Turkey became candidate country to the EU in 1999, after years of political instability and military rule. In 1995 there were a dozen parties in Turkey, of which 6 represented in parliament. The Welfare party, the Islamist party, became the leader of government, but in 1997 the secularist military staged a coup and took over. By the turn of the century, the EU had become the “substitute authority” Turkish people looked upon for hope and direction. The Islamist AKP, born from the ashes of the Welfare and the Virtue parties, the party still ruling today, adopted EU conditions as their official political platform at the 2002 elections. In 2002, the AKP won over 2/3 of seats in parliament, and was thus able to govern without coalition partners. This victory did not only come about because of the mass migration of the rural population to the cities, but mainly because Islamist was the first alternative to authoritarianism. The periphery was, in fact, emancipating itself through the process of migration and political participation in the cities. By 2001, over 75% of the Turkish population favored being part of the EU. The popularity of the EU could not even be stopped by the military, whose chief of staff declared in 2003 that the military would respect the people’s democratic decisions. This positive cycle was reinforced in 2004, when formal negotiations to enter the EU began.
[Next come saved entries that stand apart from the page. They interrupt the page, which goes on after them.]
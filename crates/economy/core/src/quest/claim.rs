//! The quest-claim state machine.
//!
//! Per (stage, tier) the state is `Unclaimed -> Claimed`, terminal.
//! [`evaluate_claim`] is the pure transition guard; [`apply_claim`]
//! applies the resulting grant. The runtime runs both inside the store's
//! transaction primitive so that two concurrent claims of the same key
//! cannot both succeed - the atomicity itself is the store's guarantee,
//! the core only contributes the guard and the diff.

use crate::error::{EconomyError, ErrorSeverity};
use crate::quest::{ClaimKey, ClaimLedger, QuestDefinition, QuestTier};
use crate::state::{Currency, UserProgress};

/// Errors raised by the claim guard.
#[derive(Clone, Debug, PartialEq, Eq, thiserror::Error)]
#[cfg_attr(feature = "serde", derive(serde::Serialize, serde::Deserialize))]
pub enum ClaimError {
    /// The key is already marked claimed.
    #[error("{key} was already claimed")]
    AlreadyClaimed { key: ClaimKey },

    /// The user has not reached this stage yet.
    #[error("stage {stage} is locked (reached {reached})")]
    StageLocked { stage: u32, reached: u32 },

    /// Pro tier requested without the subscription flag.
    #[error("pro subscription required")]
    ProRequired,

    /// No quest is defined for this stage.
    #[error("no quest defined for stage {stage}")]
    UnknownStage { stage: u32 },
}

impl EconomyError for ClaimError {
    fn severity(&self) -> ErrorSeverity {
        match self {
            Self::AlreadyClaimed { .. } | Self::ProRequired | Self::UnknownStage { .. } => {
                ErrorSeverity::Validation
            }
            Self::StageLocked { .. } => ErrorSeverity::Recoverable,
        }
    }

    fn error_code(&self) -> &'static str {
        match self {
            Self::AlreadyClaimed { .. } => "CLAIM_ALREADY_CLAIMED",
            Self::StageLocked { .. } => "CLAIM_STAGE_LOCKED",
            Self::ProRequired => "CLAIM_PRO_REQUIRED",
            Self::UnknownStage { .. } => "CLAIM_UNKNOWN_STAGE",
        }
    }
}

/// One granted artifact, keyed the way the user document stores it.
#[derive(Clone, Debug, PartialEq, Eq)]
#[cfg_attr(feature = "serde", derive(serde::Serialize, serde::Deserialize))]
pub struct ArtifactGrant {
    /// `artifact-reward-<stage>-<idx>` record key.
    pub record_key: String,
    pub name: String,
}

/// The diff a successful claim applies.
#[derive(Clone, Debug, PartialEq, Eq)]
#[cfg_attr(feature = "serde", derive(serde::Serialize, serde::Deserialize))]
pub struct ClaimGrant {
    pub key: ClaimKey,
    /// Shards to credit.
    pub coins: u64,
    pub artifacts: Vec<ArtifactGrant>,
}

/// Runs the claim guard against the supplied progress and ledger.
///
/// Guard order matters and is observable: already-claimed wins over
/// stage-locked, which wins over pro-required.
pub fn evaluate_claim(
    ledger: &ClaimLedger,
    progress: &UserProgress,
    quest: &QuestDefinition,
    tier: QuestTier,
) -> Result<ClaimGrant, ClaimError> {
    let key = ClaimKey::new(quest.stage, tier);

    if ledger.is_claimed(key) {
        return Err(ClaimError::AlreadyClaimed { key });
    }

    let reached = progress.stage.highest();
    if reached < quest.stage {
        return Err(ClaimError::StageLocked {
            stage: quest.stage,
            reached,
        });
    }

    if tier == QuestTier::Pro && !progress.pro {
        return Err(ClaimError::ProRequired);
    }

    let reward = quest.reward(tier);
    let artifacts = reward
        .artifacts
        .iter()
        .enumerate()
        .map(|(idx, name)| ArtifactGrant {
            record_key: format!("artifact-reward-{}-{}", quest.stage, idx),
            name: name.clone(),
        })
        .collect();

    Ok(ClaimGrant {
        key,
        coins: reward.coins,
        artifacts,
    })
}

/// Applies a grant: credits coins and marks the key claimed.
///
/// Must run on the same records the guard evaluated, inside the store
/// transaction. Artifact grant records are persisted by the caller.
pub fn apply_claim(ledger: &mut ClaimLedger, progress: &mut UserProgress, grant: &ClaimGrant) {
    progress.wallet.credit(Currency::Shards, grant.coins);
    ledger.mark(grant.key);
}

#[cfg(test)]
mod tests {
    use super::*;
    use crate::quest::QuestReward;

    fn quest(stage: u32) -> QuestDefinition {
        QuestDefinition {
            stage,
            free: QuestReward::new(150, &["Bronze Ring"]),
            pro: QuestReward::new(300, &["Silver Ring"]),
        }
    }

    fn user_at_stage(stage: u32) -> UserProgress {
        let mut progress = UserProgress::new_hero("claimer");
        progress.stage.easy = stage;
        progress
    }

    #[test]
    fn claim_succeeds_then_reports_already_claimed() {
        let quest = quest(3);
        let mut progress = user_at_stage(3);
        let mut ledger = ClaimLedger::new();

        let grant = evaluate_claim(&ledger, &progress, &quest, QuestTier::Free).unwrap();
        assert_eq!(grant.coins, 150);
        assert_eq!(grant.artifacts.len(), 1);
        assert_eq!(grant.artifacts[0].record_key, "artifact-reward-3-0");

        let before = progress.wallet.balance(Currency::Shards);
        apply_claim(&mut ledger, &mut progress, &grant);
        assert_eq!(progress.wallet.balance(Currency::Shards), before + 150);

        let err = evaluate_claim(&ledger, &progress, &quest, QuestTier::Free).unwrap_err();
        assert_eq!(err, ClaimError::AlreadyClaimed { key: grant.key });
        // Reward granted exactly once: a rejected claim changes nothing.
        assert_eq!(progress.wallet.balance(Currency::Shards), before + 150);
    }

    #[test]
    fn locked_stage_rejects_before_any_change() {
        let quest = quest(5);
        let progress = user_at_stage(3);
        let ledger = ClaimLedger::new();

        let err = evaluate_claim(&ledger, &progress, &quest, QuestTier::Free).unwrap_err();
        assert_eq!(
            err,
            ClaimError::StageLocked {
                stage: 5,
                reached: 3
            }
        );
    }

    #[test]
    fn pro_tier_requires_subscription() {
        let quest = quest(1);
        let mut progress = user_at_stage(1);
        let ledger = ClaimLedger::new();

        assert_eq!(
            evaluate_claim(&ledger, &progress, &quest, QuestTier::Pro),
            Err(ClaimError::ProRequired)
        );

        progress.pro = true;
        let grant = evaluate_claim(&ledger, &progress, &quest, QuestTier::Pro).unwrap();
        assert_eq!(grant.coins, 300);
    }

    #[test]
    fn free_and_pro_tracks_claim_independently() {
        let quest = quest(2);
        let mut progress = user_at_stage(2);
        progress.pro = true;
        let mut ledger = ClaimLedger::new();

        let free = evaluate_claim(&ledger, &progress, &quest, QuestTier::Free).unwrap();
        apply_claim(&mut ledger, &mut progress, &free);

        // The pro track is still open after the free claim.
        let pro = evaluate_claim(&ledger, &progress, &quest, QuestTier::Pro).unwrap();
        apply_claim(&mut ledger, &mut progress, &pro);

        assert!(ledger.is_claimed(ClaimKey::new(2, QuestTier::Free)));
        assert!(ledger.is_claimed(ClaimKey::new(2, QuestTier::Pro)));
    }

    #[test]
    fn stage_gate_uses_highest_tier_reached() {
        let quest = quest(4);
        let mut progress = user_at_stage(1);
        progress.stage.hard = 4;
        let ledger = ClaimLedger::new();
        assert!(evaluate_claim(&ledger, &progress, &quest, QuestTier::Free).is_ok());
    }
}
A staff adjusts European Union and Turkish (L) flags ahead of the arrival of Turkey’s Prime Minister Tayyip Erdogan (not pictured) at the EU Commission headquarters in Brussels January 21, 2014. REUTERS/Francois Lenoir

However, in the same year, Cyprus joined the EU thanks to Greek pressures and the Cypriot question became the scapegoat to suspend the accession talks in 2006. As Professor Zucconi noted, perhaps Europe was not ready to accept a majority Islamic country in the Union and to have borders with Iran and Syria. Yet, he thinks that Turkey would have been a strategic member for the EU, as much if not more than the UK as he was once told in Brussels. In 2006, Europe disappeared from Turkish domestic politics, while the AKP has remained in power under Erogan’s leadership. Without the EU, Turkish politics went back to the polarization between secularism and Islamism, with the latter succeeding in the creation of an authoritarian regime under Erdogan’s leadership. The Islamists used the military’s own methods to construct a regime where the links with Europe would progressively disappear.

Today, Turkey is still ruled by Erdogan’s AKP and it has redirected most of its trade and political network from the EU to the Middle East. It is playing an aggressive role in the eastern Mediterranean and is far from the stabilizing Middle Eastern power it used to be in the 1990s and early 2000s. The case of Turkey teaches us that the EU enlargement process should be reformed, and conditionality should be tailored to the domestic politics of the target country to ensure successful entry into the EU.